Earlier this month, Devraj Anuraji, a 25-year-old farm hand in the state of Madhya Pradesh, went to a small party. He picked up a plate to serve himself some food, and two upper-caste men took offence. They cornered Anuraji, beat him senseless and dumped his unconscious body outside his family home. Two hours later he died. A few days after his murder, a member of parliament from Madhya Pradesh publicly reiterated the sanctity of the caste system, as adumbrated in ancient Hindu texts, and admonished lower-caste people for protesting against the word ‘untouchable’. The pattern is clear: as soon as the anti-caste movement gathers momentum, the Hindu-Brahmin establishment rallies to undermine, penalise or destroy it.
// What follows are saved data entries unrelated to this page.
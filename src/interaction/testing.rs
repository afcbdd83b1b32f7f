//! Test doubles for the interaction layer

use crate::error::{transport_error, workflow_error, AppResult};
use crate::interaction::{
    Caller, CourtWorkflow, FormBuilder, Interaction, InteractionEvent, InteractionKind,
    InteractionTransport, ModalForm, ProposalWorkflow, ReplyPayload, ReviewWorkflow,
    SelfModerationWorkflow, Workflows,
};
use crate::permission::{RoleDirectory, RoleInfo};
use async_trait::async_trait;
use std::collections::{BTreeMap, HashMap};
use std::sync::{Arc, Mutex};

pub const GUILD: &str = "guild-1";

pub fn event(kind: InteractionKind, identifier: &str) -> InteractionEvent {
    InteractionEvent {
        kind,
        identifier: identifier.to_string(),
        caller: Caller::new("user-1", Vec::new()),
        guild_id: Some(GUILD.to_string()),
        fields: BTreeMap::new(),
    }
}

pub fn button(identifier: &str) -> InteractionEvent {
    event(InteractionKind::Button, identifier)
}

pub fn modal(identifier: &str) -> InteractionEvent {
    event(InteractionKind::ModalSubmit, identifier)
}

pub fn command(name: &str) -> InteractionEvent {
    event(InteractionKind::Command, name)
}

pub fn with_roles(mut event: InteractionEvent, roles: &[&str]) -> InteractionEvent {
    event.caller = Caller::new(event.caller.id.clone(), roles.iter().map(|r| r.to_string()));
    event
}

/// One outbound call made on a transport
#[derive(Debug, Clone, PartialEq)]
pub enum SentCall {
    Reply(ReplyPayload),
    Defer(bool),
    Edit(String),
    Modal(String),
}

/// Records every response; optionally fails every send
#[derive(Clone, Default)]
pub struct RecordingTransport {
    calls: Arc<Mutex<Vec<SentCall>>>,
    fail: bool,
}

impl RecordingTransport {
    pub fn new() -> Self {
        Self::default()
    }

    pub fn failing() -> Self {
        Self {
            fail: true,
            ..Self::default()
        }
    }

    pub fn calls(&self) -> Vec<SentCall> {
        self.calls.lock().unwrap().clone()
    }

    fn record(&self, call: SentCall) -> AppResult<()> {
        if self.fail {
            return Err(transport_error("gateway unavailable"));
        }
        self.calls.lock().unwrap().push(call);
        Ok(())
    }
}

#[async_trait]
impl InteractionTransport for RecordingTransport {
    async fn reply(&self, payload: ReplyPayload) -> AppResult<()> {
        self.record(SentCall::Reply(payload))
    }

    async fn defer_reply(&self, ephemeral: bool) -> AppResult<()> {
        self.record(SentCall::Defer(ephemeral))
    }

    async fn edit_reply(&self, content: String) -> AppResult<()> {
        self.record(SentCall::Edit(content))
    }

    async fn show_modal(&self, form: ModalForm) -> AppResult<()> {
        self.record(SentCall::Modal(form.custom_id))
    }
}

/// How the fake workflows behave when invoked
#[derive(Debug, Clone, Copy)]
pub enum Behavior {
    ReplyOk,
    ReplyThenFail,
    DeferThenFail,
    Fail,
    Panic,
}

/// Implements every workflow seam and remembers which one ran
#[derive(Clone)]
pub struct WorkflowRecorder {
    invoked: Arc<Mutex<Vec<&'static str>>>,
    behavior: Behavior,
}

impl WorkflowRecorder {
    pub fn new(behavior: Behavior) -> Self {
        Self {
            invoked: Arc::new(Mutex::new(Vec::new())),
            behavior,
        }
    }

    pub fn workflows(&self) -> Workflows {
        let this = Arc::new(self.clone());
        Workflows {
            proposals: this.clone(),
            reviews: this.clone(),
            court: this.clone(),
            self_moderation: this.clone(),
            forms: this,
        }
    }

    pub fn invoked(&self) -> Vec<&'static str> {
        self.invoked.lock().unwrap().clone()
    }

    pub fn take(&self) -> Vec<&'static str> {
        std::mem::take(&mut *self.invoked.lock().unwrap())
    }

    async fn act(&self, name: &'static str, interaction: &Interaction) -> AppResult<()> {
        self.invoked.lock().unwrap().push(name);
        match self.behavior {
            Behavior::ReplyOk => interaction.reply(ReplyPayload::ephemeral("ok")).await,
            Behavior::ReplyThenFail => {
                interaction.reply(ReplyPayload::ephemeral("vote recorded")).await?;
                Err(workflow_error("tally update failed"))
            }
            Behavior::DeferThenFail => {
                interaction.defer_reply(true).await?;
                Err(workflow_error("thread creation failed"))
            }
            Behavior::Fail => Err(workflow_error("record not found")),
            Behavior::Panic => panic!("workflow bug"),
        }
    }
}

#[async_trait]
impl ProposalWorkflow for WorkflowRecorder {
    async fn process_vote(&self, interaction: &Interaction) -> AppResult<()> {
        self.act("proposals.vote", interaction).await
    }

    async fn process_form_submission(&self, interaction: &Interaction) -> AppResult<()> {
        self.act("proposals.form", interaction).await
    }
}

#[async_trait]
impl ReviewWorkflow for WorkflowRecorder {
    async fn process_review_submission(&self, interaction: &Interaction) -> AppResult<()> {
        self.act("reviews.submission", interaction).await
    }
}

#[async_trait]
impl CourtWorkflow for WorkflowRecorder {
    async fn process_support(&self, interaction: &Interaction) -> AppResult<()> {
        self.act("court.support", interaction).await
    }

    async fn process_vote(&self, interaction: &Interaction) -> AppResult<()> {
        self.act("court.vote", interaction).await
    }
}

#[async_trait]
impl SelfModerationWorkflow for WorkflowRecorder {
    async fn process_interaction(&self, interaction: &Interaction) -> AppResult<()> {
        self.act("self_moderation", interaction).await
    }
}

impl FormBuilder for WorkflowRecorder {
    fn build_input_form(&self) -> ModalForm {
        ModalForm {
            custom_id: "form_submission".to_string(),
            title: "Proposal".to_string(),
            components: serde_json::json!([]),
        }
    }

    fn build_review_form(&self) -> ModalForm {
        ModalForm {
            custom_id: "review_submission".to_string(),
            title: "Review".to_string(),
            components: serde_json::json!([]),
        }
    }
}

/// Role directory with fixed names; `r-broken` always fails to resolve
pub struct StaticRoles {
    names: HashMap<String, String>,
}

impl StaticRoles {
    pub fn new(roles: &[(&str, &str)]) -> Self {
        Self {
            names: roles
                .iter()
                .map(|(id, name)| (id.to_string(), name.to_string()))
                .collect(),
        }
    }
}

#[async_trait]
impl RoleDirectory for StaticRoles {
    async fn fetch_role(&self, _guild_id: &str, role_id: &str) -> AppResult<Option<RoleInfo>> {
        if role_id == "r-broken" {
            return Err(transport_error("unknown role endpoint error"));
        }
        Ok(self.names.get(role_id).map(|name| RoleInfo {
            id: role_id.to_string(),
            name: name.clone(),
        }))
    }
}
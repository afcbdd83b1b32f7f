//! Interaction dispatcher
//!
//! Routes each interaction to exactly one handler and guarantees the caller
//! gets exactly one terminal response, even when the handler fails or panics.

use crate::error::AppError;
use crate::interaction::{
    classify, CommandRegistry, Interaction, ReplyPayload, ResponseState, Route, Target, Workflows,
};
use crate::permission::{denied_message, is_permitted, resolve_role_names, RoleDirectory};
use crate::repository::{FormPermissionSettings, SettingsRepository};
use futures::FutureExt;
use std::panic::AssertUnwindSafe;
use std::sync::Arc;
use tracing::{debug, error, info_span, warn, Instrument};

/// Generic notice shown when a handler fails
pub const FAILURE_NOTICE: &str = "An error occurred while processing your request.";

/// What happened to a dispatched interaction
#[derive(Debug, Clone, Copy, PartialEq, Eq)]
pub enum DispatchOutcome {
    Handled,
    /// Refused by the permission gate, explanation sent
    Denied,
    /// No route or no registered command; nothing was sent
    Ignored,
    /// The handler failed; a failure notice was sent if a response was owed
    Failed,
}

pub struct Dispatcher {
    commands: CommandRegistry,
    workflows: Workflows,
    form_permissions: SettingsRepository,
    roles: Arc<dyn RoleDirectory>,
}

impl Dispatcher {
    pub fn new(
        commands: CommandRegistry,
        workflows: Workflows,
        form_permissions: SettingsRepository,
        roles: Arc<dyn RoleDirectory>,
    ) -> Self {
        if commands.is_empty() {
            warn!("Dispatcher built without slash commands");
        } else {
            debug!("Dispatcher built with {} slash commands", commands.len());
        }
        Self {
            commands,
            workflows,
            form_permissions,
            roles,
        }
    }

    /// Handle one interaction. Never fails; errors end as a failure notice.
    pub async fn dispatch(&self, interaction: &Interaction) -> DispatchOutcome {
        let route = classify(interaction.kind(), interaction.identifier());
        let span = info_span!(
            "interaction",
            kind = ?interaction.kind(),
            id = %interaction.identifier(),
            caller = %interaction.caller().id,
        );

        async {
            let result = AssertUnwindSafe(self.route(interaction, &route))
                .catch_unwind()
                .await;

            match result {
                Ok(Ok(outcome)) => {
                    debug!(?outcome, "Interaction finished");
                    outcome
                }
                Ok(Err(e)) => {
                    error!(code = e.code(), ?route, "Interaction handler failed: {}", e);
                    self.send_failure_notice(interaction).await;
                    DispatchOutcome::Failed
                }
                Err(panic) => {
                    let e = AppError::Internal(panic_message(panic.as_ref()));
                    error!(code = e.code(), ?route, "Interaction handler panicked: {}", e);
                    self.send_failure_notice(interaction).await;
                    DispatchOutcome::Failed
                }
            }
        }
        .instrument(span)
        .await
    }

    async fn route(&self, interaction: &Interaction, route: &Route) -> Result<DispatchOutcome, AppError> {
        let target = match route {
            Route::Ignored => {
                debug!("No route for interaction");
                return Ok(DispatchOutcome::Ignored);
            }
            Route::Command(name) => {
                let Some(command) = self.commands.get(name) else {
                    warn!("Unregistered command '{}'", name);
                    return Ok(DispatchOutcome::Ignored);
                };
                command.execute(interaction).await?;
                return Ok(DispatchOutcome::Handled);
            }
            Route::Target(target) => *target,
        };

        let workflows = &self.workflows;
        match target {
            Target::OpenForm => return self.open_form(interaction).await,
            Target::OpenReviewForm => {
                interaction.show_modal(workflows.forms.build_review_form()).await?;
            }
            Target::ProposalVote => workflows.proposals.process_vote(interaction).await?,
            Target::FormSubmission => workflows.proposals.process_form_submission(interaction).await?,
            Target::ReviewSubmission => workflows.reviews.process_review_submission(interaction).await?,
            Target::CourtSupport => workflows.court.process_support(interaction).await?,
            Target::CourtVote => workflows.court.process_vote(interaction).await?,
            Target::SelfModeration => workflows.self_moderation.process_interaction(interaction).await?,
        }
        Ok(DispatchOutcome::Handled)
    }

    /// Apply the guild's form policy before showing the proposal form
    async fn open_form(&self, interaction: &Interaction) -> Result<DispatchOutcome, AppError> {
        let policy = match interaction.guild_id() {
            Some(guild_id) => {
                self.form_permissions
                    .get_typed::<FormPermissionSettings>(guild_id)
                    .await
            }
            None => None,
        };

        if !is_permitted(interaction.caller(), policy.as_ref()) {
            let role_ids = policy.map(|p| p.allowed_roles).unwrap_or_default();
            let guild_id = interaction.guild_id().unwrap_or_default();
            let names = resolve_role_names(self.roles.as_ref(), guild_id, &role_ids).await;

            debug!("Form permission denied");
            interaction
                .reply(ReplyPayload::ephemeral(denied_message(&names)))
                .await?;
            return Ok(DispatchOutcome::Denied);
        }

        interaction
            .show_modal(self.workflows.forms.build_input_form())
            .await?;
        Ok(DispatchOutcome::Handled)
    }

    /// Send the generic notice if the interaction still owes a response
    async fn send_failure_notice(&self, interaction: &Interaction) {
        let result = match interaction.response_state().await {
            ResponseState::Unsent => interaction.reply(ReplyPayload::ephemeral(FAILURE_NOTICE)).await,
            ResponseState::Deferred => interaction.edit_reply(FAILURE_NOTICE).await,
            ResponseState::Sent => {
                debug!("Response already sent, no failure notice");
                return;
            }
        };

        if let Err(e) = result {
            error!(code = e.code(), "Failed to send failure notice: {}", e);
        }
    }
}
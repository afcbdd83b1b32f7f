//! Application state management
//!
//! Contains shared state accessible across all handlers.

use crate::config::StorageConfig;
use crate::error::AppResult;
use crate::interaction::{CommandRegistry, Dispatcher, Workflows};
use crate::permission::RoleDirectory;
use crate::repository::Repositories;
use crate::store::{DocumentStore, JsonFileBackend, StorageBackend};
use std::sync::Arc;

/// Application state shared across all handlers
pub struct AppState {
    /// Document store over all collections
    pub store: Arc<DocumentStore>,

    /// Typed access to the collections, for workflows
    pub repositories: Repositories,
}

impl AppState {
    /// Open state over any storage backend
    pub async fn open(backend: Arc<dyn StorageBackend>) -> AppResult<Self> {
        let store = Arc::new(DocumentStore::open(backend).await?);
        let repositories = Repositories::new(store.clone());
        Ok(Self { store, repositories })
    }

    /// Open state over the JSON data directory
    pub async fn open_json(config: &StorageConfig) -> AppResult<Self> {
        let backend = JsonFileBackend::new(config.data_dir.clone(), config.pretty);
        Self::open(Arc::new(backend)).await
    }

    /// Build a dispatcher wired to this state's form permissions
    pub fn dispatcher(
        &self,
        commands: CommandRegistry,
        workflows: Workflows,
        roles: Arc<dyn RoleDirectory>,
    ) -> Dispatcher {
        Dispatcher::new(
            commands,
            workflows,
            self.repositories.form_permissions.clone(),
            roles,
        )
    }
}

/// Type alias for shared state
pub type SharedState = Arc<AppState>;
//! Document store - JSON collections persisted one file per collection
//!
//! Every collection is a flat mapping from an opaque string key to a JSON
//! document. Writes re-serialize the whole collection and replace the backing
//! file atomically.

mod backend;
mod document_store;
mod ids;

pub use backend::{JsonFileBackend, MemoryBackend, StorageBackend};
pub use document_store::{shallow_merge, DocumentStore, Mutation};
pub use ids::{next_id_in, numeric_id};

use serde_json::{Map, Value};

/// A stored document. Payloads are opaque to the store.
pub type Document = Value;

/// Field overlay applied by partial updates
pub type Fields = Map<String, Value>;

/// In-memory image of one whole collection
pub type CollectionMap = Map<String, Value>;

/// The independent document collections
#[derive(Debug, Clone, Copy, PartialEq, Eq, Hash)]
pub enum Collection {
    GuildSettings,
    Messages,
    CheckSettings,
    ReviewSettings,
    AllowedServers,
    CourtSettings,
    CourtApplications,
    CourtVotes,
    FormPermissions,
}

impl Collection {
    pub const ALL: [Collection; 9] = [
        Collection::GuildSettings,
        Collection::Messages,
        Collection::CheckSettings,
        Collection::ReviewSettings,
        Collection::AllowedServers,
        Collection::CourtSettings,
        Collection::CourtApplications,
        Collection::CourtVotes,
        Collection::FormPermissions,
    ];

    /// Backing file name inside the data directory
    pub fn file_name(&self) -> &'static str {
        match self {
            Collection::GuildSettings => "settings.json",
            Collection::Messages => "messages.json",
            Collection::CheckSettings => "checkSettings.json",
            Collection::ReviewSettings => "reviewSettings.json",
            Collection::AllowedServers => "allowedServers.json",
            Collection::CourtSettings => "courtSettings.json",
            Collection::CourtApplications => "courtApplications.json",
            Collection::CourtVotes => "courtVotes.json",
            Collection::FormPermissions => "formPermissions.json",
        }
    }
}

impl std::fmt::Display for Collection {
    fn fmt(&self, f: &mut std::fmt::Formatter<'_>) -> std::fmt::Result {
        let name = match self {
            Collection::GuildSettings => "guild_settings",
            Collection::Messages => "messages",
            Collection::CheckSettings => "check_settings",
            Collection::ReviewSettings => "review_settings",
            Collection::AllowedServers => "allowed_servers",
            Collection::CourtSettings => "court_settings",
            Collection::CourtApplications => "court_applications",
            Collection::CourtVotes => "court_votes",
            Collection::FormPermissions => "form_permissions",
        };
        write!(f, "{}", name)
    }
}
It’s more than three months since the rape and murder of the teenage girl in Uttar Pradesh. The four suspects have now been charged. But still the public conversation circles around whether or not it was a caste-based crime. Dalit activists and feminists are publicly gaslighted for saying the caste system still exists, even though the fact of it is indisputable. The failures of the judiciary are flagrant; even the Supreme Court dodges negotiating the particularities of caste. As the Dalit feminist legal scholar Santvana Kumar has written, it is the duty of the law ‘to ascertain the space, location, land equations and caste politics under which the incident has taken place’.

The casteist blindspots of Indian feminism are glaring. ‘We are guilty of the fact that the Hathras victim was not able to speak for herself,’ in the words of Diya Malhari, a Dalit feminist, anti-caste activist and teacher. Indian feminism urgently needs to admit its complicity in the caste system, and centre the work of Dalit feminists.